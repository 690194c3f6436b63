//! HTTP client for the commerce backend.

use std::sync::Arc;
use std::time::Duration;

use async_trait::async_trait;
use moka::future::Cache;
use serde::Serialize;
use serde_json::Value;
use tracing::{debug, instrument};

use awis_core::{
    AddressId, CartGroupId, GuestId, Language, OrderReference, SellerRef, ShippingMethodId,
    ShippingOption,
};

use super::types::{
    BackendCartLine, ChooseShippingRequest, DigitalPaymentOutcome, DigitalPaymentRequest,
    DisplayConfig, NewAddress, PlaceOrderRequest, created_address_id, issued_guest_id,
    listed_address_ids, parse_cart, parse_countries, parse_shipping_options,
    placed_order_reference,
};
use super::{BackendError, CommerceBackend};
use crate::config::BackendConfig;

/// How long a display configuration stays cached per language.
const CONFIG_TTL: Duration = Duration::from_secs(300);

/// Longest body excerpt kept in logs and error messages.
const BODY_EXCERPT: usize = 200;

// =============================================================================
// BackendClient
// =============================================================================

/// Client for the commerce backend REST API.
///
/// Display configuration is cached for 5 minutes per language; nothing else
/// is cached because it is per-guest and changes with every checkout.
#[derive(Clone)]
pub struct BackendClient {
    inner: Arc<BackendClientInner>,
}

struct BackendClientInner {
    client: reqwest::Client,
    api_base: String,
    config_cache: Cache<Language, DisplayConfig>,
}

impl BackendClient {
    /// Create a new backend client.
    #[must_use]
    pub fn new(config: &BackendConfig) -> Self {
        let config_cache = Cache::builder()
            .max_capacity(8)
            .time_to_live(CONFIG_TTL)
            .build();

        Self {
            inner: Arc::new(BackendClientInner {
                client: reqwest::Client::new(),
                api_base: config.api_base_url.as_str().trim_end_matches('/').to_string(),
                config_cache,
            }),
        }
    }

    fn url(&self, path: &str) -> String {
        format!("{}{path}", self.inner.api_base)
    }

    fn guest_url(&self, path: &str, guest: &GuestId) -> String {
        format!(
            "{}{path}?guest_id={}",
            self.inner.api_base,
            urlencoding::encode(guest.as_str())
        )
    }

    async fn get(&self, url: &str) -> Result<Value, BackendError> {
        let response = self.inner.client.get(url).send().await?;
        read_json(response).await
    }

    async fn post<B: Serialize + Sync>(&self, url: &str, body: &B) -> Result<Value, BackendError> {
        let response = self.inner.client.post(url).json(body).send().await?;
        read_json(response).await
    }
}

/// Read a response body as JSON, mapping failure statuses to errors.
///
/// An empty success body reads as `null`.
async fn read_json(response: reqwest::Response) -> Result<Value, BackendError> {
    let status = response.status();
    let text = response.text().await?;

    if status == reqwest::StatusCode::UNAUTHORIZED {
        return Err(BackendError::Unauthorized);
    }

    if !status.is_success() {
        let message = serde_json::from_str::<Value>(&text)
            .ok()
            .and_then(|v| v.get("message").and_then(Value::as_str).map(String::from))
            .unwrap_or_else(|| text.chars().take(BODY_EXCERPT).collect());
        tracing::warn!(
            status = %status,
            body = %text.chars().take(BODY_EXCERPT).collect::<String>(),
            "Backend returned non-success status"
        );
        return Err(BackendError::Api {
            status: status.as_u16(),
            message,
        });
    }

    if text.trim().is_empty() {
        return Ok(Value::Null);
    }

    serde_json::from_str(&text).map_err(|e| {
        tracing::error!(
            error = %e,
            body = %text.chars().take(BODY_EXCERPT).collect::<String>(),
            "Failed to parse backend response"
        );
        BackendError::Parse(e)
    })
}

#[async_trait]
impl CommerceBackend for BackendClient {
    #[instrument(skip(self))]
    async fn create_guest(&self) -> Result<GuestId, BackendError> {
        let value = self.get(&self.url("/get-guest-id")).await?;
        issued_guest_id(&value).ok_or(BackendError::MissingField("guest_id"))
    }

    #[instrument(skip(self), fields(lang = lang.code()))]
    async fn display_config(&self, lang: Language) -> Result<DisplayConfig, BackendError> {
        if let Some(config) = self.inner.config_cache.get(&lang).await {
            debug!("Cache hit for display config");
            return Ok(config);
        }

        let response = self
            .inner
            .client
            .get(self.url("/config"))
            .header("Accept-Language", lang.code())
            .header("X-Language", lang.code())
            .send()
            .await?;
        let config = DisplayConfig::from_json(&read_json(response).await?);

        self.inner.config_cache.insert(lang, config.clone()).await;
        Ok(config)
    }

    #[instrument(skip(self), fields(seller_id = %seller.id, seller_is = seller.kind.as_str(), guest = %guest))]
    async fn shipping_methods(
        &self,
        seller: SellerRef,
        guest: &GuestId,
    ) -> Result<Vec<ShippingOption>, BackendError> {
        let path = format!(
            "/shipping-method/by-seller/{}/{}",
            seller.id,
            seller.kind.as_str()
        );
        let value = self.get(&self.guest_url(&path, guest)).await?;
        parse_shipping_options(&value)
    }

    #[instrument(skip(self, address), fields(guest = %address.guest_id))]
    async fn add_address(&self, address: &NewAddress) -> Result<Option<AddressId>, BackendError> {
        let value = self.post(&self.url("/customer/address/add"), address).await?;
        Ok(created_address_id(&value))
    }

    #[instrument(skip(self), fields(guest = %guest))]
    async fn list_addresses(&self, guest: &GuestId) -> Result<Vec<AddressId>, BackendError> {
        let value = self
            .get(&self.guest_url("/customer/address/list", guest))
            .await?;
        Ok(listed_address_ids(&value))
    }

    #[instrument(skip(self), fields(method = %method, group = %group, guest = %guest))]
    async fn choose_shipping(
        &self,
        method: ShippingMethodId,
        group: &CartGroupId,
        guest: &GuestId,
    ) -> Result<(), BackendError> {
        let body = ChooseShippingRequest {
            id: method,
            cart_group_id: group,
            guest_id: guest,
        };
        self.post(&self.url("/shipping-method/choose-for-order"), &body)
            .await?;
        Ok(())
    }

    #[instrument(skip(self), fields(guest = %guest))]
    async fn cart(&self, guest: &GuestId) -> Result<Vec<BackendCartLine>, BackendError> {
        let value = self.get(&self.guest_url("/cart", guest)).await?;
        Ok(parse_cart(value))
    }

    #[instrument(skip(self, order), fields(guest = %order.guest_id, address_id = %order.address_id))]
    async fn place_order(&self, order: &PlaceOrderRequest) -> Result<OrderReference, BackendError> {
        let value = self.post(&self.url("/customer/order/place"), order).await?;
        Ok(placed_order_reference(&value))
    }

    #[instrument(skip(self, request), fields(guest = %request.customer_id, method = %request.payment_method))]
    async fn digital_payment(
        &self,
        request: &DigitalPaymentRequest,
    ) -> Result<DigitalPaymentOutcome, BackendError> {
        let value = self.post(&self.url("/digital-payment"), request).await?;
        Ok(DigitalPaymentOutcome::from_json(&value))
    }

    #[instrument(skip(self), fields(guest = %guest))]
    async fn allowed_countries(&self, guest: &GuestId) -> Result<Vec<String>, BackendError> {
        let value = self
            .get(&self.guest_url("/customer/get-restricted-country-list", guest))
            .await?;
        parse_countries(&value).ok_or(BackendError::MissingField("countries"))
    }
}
○ ○ ○ ○
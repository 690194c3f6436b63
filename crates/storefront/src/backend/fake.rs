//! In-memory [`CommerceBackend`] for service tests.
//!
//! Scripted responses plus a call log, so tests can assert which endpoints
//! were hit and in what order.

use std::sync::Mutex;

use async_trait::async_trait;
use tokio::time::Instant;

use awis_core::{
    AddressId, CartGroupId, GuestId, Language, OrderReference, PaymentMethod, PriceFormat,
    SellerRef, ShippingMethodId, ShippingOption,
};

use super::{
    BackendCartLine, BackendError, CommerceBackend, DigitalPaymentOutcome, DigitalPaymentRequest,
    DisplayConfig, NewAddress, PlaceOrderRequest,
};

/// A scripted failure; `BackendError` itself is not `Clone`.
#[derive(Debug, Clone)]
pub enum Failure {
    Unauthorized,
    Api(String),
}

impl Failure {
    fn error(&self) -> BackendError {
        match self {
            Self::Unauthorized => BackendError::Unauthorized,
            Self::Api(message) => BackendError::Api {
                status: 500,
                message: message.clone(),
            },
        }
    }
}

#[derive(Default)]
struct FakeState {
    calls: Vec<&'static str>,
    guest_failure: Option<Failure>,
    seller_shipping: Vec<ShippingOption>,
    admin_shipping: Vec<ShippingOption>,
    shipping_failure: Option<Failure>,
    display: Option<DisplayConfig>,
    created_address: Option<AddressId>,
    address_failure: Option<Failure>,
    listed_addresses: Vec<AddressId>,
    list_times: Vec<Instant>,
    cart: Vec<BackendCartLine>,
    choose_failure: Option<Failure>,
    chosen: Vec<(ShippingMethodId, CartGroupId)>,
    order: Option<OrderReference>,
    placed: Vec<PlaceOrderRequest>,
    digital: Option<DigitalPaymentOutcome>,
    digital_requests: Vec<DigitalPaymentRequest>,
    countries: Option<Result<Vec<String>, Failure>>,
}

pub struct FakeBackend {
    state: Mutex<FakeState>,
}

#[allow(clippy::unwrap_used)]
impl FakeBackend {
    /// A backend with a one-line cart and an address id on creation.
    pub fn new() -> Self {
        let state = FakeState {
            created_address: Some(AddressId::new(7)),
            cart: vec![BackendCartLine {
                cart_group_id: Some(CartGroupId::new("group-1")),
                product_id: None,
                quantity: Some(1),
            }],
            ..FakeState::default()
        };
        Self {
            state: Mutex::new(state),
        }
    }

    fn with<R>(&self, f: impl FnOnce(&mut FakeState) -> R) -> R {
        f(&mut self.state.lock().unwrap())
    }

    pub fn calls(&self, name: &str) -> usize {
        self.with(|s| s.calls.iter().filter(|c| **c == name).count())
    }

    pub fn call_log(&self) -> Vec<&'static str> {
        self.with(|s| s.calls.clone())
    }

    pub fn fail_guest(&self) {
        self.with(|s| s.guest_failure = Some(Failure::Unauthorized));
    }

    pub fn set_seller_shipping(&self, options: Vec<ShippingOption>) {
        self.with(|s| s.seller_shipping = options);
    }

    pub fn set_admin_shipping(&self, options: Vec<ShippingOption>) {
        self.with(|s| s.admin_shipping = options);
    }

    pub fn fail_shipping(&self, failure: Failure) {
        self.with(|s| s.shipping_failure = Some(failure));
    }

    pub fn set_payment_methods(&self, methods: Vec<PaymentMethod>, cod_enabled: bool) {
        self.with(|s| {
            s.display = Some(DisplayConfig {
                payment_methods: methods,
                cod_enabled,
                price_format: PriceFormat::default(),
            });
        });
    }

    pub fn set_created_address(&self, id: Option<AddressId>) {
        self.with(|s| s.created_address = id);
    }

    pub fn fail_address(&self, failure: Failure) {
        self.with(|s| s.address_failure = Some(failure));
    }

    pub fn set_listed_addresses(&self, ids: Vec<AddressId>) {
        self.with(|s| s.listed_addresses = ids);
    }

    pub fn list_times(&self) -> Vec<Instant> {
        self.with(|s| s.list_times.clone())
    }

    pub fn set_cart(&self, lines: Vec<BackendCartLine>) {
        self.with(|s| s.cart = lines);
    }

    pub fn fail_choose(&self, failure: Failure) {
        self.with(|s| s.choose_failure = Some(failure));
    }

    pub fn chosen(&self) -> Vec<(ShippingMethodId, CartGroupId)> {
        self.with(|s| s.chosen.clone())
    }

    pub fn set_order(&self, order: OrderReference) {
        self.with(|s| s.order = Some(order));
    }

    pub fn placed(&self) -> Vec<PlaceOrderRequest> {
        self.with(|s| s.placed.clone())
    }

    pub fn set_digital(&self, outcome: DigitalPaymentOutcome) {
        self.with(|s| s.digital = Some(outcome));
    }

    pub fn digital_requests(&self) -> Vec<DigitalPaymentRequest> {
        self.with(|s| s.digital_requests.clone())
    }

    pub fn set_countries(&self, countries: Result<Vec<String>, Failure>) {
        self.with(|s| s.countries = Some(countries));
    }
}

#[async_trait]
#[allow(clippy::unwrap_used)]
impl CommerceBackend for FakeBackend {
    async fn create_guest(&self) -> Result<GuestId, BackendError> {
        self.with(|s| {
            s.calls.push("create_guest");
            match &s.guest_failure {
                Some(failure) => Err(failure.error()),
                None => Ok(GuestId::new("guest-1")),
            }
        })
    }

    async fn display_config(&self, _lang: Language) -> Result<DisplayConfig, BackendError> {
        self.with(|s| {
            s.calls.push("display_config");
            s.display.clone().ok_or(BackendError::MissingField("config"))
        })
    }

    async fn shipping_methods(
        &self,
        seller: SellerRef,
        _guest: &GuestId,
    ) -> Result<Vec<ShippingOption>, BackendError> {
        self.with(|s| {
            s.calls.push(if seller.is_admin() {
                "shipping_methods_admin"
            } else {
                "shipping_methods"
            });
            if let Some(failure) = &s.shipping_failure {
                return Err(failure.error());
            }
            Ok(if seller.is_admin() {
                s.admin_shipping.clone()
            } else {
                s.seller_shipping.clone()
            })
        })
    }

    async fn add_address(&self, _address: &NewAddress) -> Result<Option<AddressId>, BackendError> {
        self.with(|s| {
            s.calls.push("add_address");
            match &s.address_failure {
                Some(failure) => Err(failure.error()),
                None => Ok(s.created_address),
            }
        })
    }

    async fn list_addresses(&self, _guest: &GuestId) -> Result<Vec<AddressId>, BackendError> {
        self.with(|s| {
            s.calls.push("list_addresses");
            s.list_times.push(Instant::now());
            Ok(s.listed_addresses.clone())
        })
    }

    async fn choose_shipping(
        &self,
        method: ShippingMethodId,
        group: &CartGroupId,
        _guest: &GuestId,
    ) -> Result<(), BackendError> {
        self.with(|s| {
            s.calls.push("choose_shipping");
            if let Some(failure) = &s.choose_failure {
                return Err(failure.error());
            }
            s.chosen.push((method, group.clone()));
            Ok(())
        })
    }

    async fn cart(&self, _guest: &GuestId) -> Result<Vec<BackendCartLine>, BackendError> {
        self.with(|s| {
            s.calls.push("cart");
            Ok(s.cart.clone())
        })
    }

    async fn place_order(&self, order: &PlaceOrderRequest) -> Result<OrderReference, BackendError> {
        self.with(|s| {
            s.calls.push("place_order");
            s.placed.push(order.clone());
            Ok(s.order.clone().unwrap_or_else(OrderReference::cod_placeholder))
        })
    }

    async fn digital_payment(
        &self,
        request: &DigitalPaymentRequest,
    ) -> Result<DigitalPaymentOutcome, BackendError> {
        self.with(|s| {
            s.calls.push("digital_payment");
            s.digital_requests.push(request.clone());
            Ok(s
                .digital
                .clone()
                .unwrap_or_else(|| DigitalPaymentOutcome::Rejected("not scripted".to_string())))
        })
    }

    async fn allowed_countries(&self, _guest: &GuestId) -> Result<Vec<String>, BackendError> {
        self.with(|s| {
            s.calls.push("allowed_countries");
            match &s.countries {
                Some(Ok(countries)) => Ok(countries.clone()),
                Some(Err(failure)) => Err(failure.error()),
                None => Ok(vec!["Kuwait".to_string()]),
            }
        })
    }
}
○ ○ ○ ○
Return all lines of the material that have "Serialize" in them.

■ Completed exercise ■
use serde::Serialize;
    async fn post<B: Serialize + Sync>(&self, url: &str, body: &B) -> Result<Value, BackendError> {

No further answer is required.